Listed records →
################
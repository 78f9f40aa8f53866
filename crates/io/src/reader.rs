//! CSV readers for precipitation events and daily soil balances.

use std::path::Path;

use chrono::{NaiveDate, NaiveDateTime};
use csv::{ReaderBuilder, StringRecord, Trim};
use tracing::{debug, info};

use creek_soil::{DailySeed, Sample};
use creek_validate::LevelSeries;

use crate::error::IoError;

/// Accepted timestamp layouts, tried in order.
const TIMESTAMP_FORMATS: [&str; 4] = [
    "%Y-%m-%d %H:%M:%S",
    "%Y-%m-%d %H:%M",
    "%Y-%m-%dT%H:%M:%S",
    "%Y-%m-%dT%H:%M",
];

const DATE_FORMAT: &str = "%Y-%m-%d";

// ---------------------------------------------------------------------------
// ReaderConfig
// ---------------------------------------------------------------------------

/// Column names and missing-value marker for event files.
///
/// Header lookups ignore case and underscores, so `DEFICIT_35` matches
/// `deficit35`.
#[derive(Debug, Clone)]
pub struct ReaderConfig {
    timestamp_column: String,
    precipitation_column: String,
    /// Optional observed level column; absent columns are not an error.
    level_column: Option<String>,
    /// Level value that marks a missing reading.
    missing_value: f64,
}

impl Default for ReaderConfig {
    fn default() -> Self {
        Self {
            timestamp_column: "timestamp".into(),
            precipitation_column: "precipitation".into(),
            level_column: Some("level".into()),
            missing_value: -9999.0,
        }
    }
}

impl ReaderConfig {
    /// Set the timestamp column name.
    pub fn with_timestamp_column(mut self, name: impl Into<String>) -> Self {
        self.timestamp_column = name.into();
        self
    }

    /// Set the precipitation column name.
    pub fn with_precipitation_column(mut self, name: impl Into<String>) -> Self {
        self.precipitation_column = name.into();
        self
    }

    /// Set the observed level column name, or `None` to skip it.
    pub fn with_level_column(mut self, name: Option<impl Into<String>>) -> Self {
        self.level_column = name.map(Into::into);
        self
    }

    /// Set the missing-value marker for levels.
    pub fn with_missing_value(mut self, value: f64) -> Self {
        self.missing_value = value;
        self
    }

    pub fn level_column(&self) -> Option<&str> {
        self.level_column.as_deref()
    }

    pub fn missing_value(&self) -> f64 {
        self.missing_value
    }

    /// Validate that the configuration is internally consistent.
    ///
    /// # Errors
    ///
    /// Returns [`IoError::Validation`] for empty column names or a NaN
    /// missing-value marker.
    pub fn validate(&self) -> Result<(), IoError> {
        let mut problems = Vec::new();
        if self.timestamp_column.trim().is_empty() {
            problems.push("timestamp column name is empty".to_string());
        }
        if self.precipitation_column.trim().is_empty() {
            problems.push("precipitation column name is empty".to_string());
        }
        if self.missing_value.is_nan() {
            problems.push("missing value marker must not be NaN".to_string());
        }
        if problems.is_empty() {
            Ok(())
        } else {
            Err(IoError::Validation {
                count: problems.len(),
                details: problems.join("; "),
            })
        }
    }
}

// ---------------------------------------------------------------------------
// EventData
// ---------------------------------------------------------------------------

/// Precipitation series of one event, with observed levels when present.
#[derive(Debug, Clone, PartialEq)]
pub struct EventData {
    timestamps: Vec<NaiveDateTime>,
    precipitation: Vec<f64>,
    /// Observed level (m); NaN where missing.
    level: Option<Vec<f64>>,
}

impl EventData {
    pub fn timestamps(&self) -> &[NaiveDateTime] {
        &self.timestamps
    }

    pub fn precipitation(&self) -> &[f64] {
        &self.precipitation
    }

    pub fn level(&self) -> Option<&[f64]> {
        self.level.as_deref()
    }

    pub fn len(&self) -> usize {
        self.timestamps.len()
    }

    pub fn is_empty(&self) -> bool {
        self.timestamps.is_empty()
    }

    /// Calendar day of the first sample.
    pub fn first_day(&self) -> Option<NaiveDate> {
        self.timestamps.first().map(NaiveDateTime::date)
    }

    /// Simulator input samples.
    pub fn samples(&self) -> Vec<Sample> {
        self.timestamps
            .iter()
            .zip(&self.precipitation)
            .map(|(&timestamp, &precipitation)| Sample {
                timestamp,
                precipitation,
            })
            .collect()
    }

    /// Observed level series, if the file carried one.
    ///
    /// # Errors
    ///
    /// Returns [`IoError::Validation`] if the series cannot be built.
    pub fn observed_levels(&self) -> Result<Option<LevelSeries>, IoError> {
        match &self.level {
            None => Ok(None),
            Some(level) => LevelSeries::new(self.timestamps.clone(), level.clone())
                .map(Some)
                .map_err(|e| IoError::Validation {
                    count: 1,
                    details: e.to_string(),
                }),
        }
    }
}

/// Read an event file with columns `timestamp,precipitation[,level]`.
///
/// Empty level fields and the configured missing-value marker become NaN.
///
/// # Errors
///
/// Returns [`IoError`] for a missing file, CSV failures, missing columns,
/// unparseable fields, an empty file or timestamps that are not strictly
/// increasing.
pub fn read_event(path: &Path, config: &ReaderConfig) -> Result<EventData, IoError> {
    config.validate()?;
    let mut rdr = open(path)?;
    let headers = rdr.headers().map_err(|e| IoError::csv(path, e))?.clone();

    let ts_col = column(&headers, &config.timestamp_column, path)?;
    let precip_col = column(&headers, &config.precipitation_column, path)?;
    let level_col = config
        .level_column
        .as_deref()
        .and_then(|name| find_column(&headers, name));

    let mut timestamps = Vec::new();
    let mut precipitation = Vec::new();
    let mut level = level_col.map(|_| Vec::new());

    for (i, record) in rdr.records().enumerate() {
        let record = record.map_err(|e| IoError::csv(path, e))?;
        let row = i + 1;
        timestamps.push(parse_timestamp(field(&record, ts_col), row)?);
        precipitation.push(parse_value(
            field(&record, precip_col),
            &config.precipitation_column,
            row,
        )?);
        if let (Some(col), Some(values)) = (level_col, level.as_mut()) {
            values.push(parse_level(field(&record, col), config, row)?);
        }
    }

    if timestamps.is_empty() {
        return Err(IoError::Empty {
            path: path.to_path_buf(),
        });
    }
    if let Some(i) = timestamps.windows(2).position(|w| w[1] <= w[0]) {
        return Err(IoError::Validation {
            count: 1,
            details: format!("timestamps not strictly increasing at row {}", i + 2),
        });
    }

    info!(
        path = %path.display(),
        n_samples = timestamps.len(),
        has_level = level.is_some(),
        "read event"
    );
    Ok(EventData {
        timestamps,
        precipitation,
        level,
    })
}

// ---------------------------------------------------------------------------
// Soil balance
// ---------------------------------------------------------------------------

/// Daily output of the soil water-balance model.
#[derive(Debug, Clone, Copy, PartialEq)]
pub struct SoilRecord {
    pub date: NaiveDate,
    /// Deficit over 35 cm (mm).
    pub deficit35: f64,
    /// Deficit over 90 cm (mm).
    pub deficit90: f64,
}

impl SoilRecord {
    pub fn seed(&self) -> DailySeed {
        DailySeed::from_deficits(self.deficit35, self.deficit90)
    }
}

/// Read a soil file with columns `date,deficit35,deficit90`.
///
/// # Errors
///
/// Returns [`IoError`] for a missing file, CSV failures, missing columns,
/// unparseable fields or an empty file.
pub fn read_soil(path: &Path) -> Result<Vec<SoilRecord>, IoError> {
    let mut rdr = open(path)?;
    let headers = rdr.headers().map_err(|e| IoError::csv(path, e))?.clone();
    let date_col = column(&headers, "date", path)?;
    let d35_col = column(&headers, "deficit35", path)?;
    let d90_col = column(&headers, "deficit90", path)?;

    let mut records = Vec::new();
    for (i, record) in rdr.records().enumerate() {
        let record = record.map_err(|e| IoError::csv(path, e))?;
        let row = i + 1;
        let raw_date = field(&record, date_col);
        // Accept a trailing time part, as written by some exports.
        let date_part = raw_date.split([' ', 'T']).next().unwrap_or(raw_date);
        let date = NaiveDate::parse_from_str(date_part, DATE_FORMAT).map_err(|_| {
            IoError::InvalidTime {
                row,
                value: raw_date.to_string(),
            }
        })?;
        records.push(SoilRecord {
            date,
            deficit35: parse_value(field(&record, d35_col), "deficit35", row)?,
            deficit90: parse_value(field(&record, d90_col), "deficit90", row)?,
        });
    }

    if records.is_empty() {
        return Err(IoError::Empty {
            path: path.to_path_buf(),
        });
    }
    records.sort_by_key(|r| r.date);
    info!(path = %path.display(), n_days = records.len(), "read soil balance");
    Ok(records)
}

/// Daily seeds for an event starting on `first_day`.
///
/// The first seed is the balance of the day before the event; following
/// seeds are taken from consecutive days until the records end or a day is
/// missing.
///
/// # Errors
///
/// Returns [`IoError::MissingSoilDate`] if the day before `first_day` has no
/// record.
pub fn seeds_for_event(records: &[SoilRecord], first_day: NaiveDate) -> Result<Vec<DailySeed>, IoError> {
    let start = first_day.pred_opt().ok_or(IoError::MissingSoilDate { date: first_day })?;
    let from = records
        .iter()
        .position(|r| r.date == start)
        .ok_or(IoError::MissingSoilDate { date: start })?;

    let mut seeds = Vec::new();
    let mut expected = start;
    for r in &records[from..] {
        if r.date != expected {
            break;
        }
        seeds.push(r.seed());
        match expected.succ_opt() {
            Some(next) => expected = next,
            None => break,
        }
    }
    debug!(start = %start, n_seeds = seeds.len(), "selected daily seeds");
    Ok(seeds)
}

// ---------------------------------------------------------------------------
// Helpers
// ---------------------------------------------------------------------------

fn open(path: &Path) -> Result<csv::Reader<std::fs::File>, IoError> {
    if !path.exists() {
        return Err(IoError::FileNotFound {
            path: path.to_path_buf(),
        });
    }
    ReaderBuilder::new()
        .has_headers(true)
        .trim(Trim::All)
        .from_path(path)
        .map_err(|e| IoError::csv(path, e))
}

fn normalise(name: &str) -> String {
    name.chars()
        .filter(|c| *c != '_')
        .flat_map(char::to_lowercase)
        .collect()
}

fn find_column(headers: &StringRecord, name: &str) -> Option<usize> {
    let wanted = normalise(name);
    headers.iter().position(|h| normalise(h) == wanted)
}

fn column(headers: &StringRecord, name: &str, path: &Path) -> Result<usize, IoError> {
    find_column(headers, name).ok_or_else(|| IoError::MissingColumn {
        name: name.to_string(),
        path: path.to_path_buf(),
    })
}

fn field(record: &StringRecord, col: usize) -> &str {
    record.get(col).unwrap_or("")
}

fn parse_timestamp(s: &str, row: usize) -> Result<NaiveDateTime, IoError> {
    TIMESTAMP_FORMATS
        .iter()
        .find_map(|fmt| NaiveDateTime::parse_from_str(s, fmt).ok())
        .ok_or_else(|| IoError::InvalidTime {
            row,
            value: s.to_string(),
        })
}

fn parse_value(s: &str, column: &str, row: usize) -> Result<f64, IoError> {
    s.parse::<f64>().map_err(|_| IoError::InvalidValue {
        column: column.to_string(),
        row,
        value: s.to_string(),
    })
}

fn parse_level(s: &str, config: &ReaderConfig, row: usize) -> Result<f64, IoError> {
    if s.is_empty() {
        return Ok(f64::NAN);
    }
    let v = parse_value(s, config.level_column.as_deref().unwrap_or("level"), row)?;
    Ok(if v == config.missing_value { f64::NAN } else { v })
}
################
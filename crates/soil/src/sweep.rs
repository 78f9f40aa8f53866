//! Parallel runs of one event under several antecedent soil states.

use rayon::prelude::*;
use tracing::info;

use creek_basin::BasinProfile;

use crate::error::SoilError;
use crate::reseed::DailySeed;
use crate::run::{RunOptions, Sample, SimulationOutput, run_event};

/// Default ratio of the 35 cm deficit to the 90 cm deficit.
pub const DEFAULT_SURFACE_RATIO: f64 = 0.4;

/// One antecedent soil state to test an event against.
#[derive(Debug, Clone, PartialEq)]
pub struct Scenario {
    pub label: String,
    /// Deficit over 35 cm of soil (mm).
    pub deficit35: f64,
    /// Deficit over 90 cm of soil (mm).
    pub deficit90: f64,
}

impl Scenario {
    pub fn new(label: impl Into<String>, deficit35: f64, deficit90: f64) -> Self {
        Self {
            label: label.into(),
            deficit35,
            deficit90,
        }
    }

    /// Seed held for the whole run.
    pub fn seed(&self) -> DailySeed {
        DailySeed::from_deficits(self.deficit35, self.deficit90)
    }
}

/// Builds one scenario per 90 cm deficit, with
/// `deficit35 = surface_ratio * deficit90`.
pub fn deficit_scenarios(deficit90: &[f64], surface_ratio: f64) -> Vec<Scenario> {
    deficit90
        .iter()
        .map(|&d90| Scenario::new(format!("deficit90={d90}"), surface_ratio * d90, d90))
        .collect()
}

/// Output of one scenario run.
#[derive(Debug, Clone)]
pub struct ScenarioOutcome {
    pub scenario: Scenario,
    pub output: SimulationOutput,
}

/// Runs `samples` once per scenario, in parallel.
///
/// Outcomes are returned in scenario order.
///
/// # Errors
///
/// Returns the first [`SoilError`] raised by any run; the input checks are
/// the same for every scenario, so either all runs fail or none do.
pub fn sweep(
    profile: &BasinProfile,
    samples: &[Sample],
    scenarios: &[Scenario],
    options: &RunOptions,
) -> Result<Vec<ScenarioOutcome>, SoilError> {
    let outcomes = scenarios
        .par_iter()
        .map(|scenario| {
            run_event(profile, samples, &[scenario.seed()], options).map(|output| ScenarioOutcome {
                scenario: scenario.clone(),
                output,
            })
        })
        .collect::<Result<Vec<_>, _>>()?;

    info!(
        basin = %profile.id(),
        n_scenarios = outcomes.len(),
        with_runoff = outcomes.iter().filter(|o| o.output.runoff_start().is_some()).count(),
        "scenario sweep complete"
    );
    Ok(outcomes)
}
################
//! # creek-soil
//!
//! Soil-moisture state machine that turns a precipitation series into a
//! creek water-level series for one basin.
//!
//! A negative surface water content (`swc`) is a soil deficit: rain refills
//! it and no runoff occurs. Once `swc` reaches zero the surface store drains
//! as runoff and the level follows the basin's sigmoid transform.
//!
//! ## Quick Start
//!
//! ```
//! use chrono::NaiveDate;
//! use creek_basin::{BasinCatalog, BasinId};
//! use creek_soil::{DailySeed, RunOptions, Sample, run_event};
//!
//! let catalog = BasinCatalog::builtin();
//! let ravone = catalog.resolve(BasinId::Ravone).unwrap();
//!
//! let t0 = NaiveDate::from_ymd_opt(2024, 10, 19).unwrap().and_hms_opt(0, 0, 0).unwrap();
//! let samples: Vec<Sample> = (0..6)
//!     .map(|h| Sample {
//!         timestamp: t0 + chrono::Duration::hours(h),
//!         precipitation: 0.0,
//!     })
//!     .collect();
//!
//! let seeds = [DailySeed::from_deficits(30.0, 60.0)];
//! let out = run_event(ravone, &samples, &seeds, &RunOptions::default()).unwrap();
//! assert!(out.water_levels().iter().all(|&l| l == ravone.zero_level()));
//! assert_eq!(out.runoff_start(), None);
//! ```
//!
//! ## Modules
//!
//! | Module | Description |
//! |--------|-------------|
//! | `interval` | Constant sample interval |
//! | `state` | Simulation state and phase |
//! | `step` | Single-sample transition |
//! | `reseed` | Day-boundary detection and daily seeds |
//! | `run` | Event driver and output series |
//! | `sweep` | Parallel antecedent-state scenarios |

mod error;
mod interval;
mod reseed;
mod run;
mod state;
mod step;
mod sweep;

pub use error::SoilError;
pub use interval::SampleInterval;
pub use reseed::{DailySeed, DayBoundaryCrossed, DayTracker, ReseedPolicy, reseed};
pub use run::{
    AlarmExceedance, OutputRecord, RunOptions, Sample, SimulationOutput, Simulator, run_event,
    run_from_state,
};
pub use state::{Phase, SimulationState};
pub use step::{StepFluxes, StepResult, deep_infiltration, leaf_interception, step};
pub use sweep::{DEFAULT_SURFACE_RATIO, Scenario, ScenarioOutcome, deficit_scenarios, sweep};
################
Work required → Within the material above, copy exactly the lines from the line that holds "pub fn is_empty(&self)" up to and including the line that holds "Simulator input samples.".

Output for this exercise →
    pub fn is_empty(&self) -> bool {
        self.timestamps.is_empty()
    }

    /// Calendar day of the first sample.
    pub fn first_day(&self) -> Option<NaiveDate> {
        self.timestamps.first().map(NaiveDateTime::date)
    }

    /// Simulator input samples.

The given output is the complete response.